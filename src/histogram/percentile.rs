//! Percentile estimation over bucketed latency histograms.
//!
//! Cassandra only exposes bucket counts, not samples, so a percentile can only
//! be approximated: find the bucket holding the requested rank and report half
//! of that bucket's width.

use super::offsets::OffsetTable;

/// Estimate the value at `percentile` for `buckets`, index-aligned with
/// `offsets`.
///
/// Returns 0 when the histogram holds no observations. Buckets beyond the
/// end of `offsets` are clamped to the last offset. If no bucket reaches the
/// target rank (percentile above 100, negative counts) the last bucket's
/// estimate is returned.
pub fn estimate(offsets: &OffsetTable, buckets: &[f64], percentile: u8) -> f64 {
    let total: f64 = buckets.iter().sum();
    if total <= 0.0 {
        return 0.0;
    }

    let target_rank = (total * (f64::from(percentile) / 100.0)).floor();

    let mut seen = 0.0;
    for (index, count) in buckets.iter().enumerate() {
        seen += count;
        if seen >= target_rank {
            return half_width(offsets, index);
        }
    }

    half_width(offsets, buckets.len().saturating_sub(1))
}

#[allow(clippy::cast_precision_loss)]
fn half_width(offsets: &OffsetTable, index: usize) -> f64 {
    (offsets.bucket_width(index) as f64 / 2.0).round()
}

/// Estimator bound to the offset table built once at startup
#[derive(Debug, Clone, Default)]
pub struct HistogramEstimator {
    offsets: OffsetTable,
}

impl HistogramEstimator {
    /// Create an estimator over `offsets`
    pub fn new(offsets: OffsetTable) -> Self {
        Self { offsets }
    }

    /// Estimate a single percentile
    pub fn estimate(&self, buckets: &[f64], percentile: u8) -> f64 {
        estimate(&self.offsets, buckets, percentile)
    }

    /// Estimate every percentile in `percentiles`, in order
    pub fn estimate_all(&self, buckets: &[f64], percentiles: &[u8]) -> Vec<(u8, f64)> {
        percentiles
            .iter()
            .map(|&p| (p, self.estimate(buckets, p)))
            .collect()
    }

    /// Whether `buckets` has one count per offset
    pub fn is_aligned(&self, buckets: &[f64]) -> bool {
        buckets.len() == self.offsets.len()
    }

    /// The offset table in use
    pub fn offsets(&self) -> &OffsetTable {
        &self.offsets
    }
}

...

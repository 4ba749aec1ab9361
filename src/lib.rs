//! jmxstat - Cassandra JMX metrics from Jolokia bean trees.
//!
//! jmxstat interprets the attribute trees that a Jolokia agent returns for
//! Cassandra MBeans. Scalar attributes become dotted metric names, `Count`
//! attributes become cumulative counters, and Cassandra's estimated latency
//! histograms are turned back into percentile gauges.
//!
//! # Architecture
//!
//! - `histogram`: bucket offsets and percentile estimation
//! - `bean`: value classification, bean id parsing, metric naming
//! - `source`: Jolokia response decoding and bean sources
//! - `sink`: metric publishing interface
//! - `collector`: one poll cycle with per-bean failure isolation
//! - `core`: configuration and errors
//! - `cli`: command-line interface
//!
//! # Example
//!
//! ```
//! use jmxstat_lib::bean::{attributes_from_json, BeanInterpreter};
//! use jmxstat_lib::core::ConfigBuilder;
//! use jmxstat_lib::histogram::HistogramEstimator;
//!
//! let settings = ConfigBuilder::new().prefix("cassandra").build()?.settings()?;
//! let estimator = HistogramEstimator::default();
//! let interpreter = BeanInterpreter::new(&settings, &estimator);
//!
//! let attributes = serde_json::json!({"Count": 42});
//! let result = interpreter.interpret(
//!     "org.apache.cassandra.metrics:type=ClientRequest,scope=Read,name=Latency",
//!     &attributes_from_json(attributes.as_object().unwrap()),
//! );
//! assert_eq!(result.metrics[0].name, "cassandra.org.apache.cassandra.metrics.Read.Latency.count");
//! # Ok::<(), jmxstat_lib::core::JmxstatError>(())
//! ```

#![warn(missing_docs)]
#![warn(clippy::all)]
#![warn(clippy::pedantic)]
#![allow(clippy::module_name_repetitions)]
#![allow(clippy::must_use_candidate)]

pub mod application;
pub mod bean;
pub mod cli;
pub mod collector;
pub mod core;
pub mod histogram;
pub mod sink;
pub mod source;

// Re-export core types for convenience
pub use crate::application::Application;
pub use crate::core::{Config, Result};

=== INSTRUCTIONS FOR THE TASK ===
When you reach the line in the material above that holds "the last bucket's", begin reproducing lines exactly, and stop after the line that holds "let target_rank = (total".

=== YOUR RESPONSE ===
/// target rank (percentile above 100, negative counts) the last bucket's
/// estimate is returned.
pub fn estimate(offsets: &OffsetTable, buckets: &[f64], percentile: u8) -> f64 {
    let total: f64 = buckets.iter().sum();
    if total <= 0.0 {
        return 0.0;
    }

    let target_rank = (total * (f64::from(percentile) / 100.0)).floor();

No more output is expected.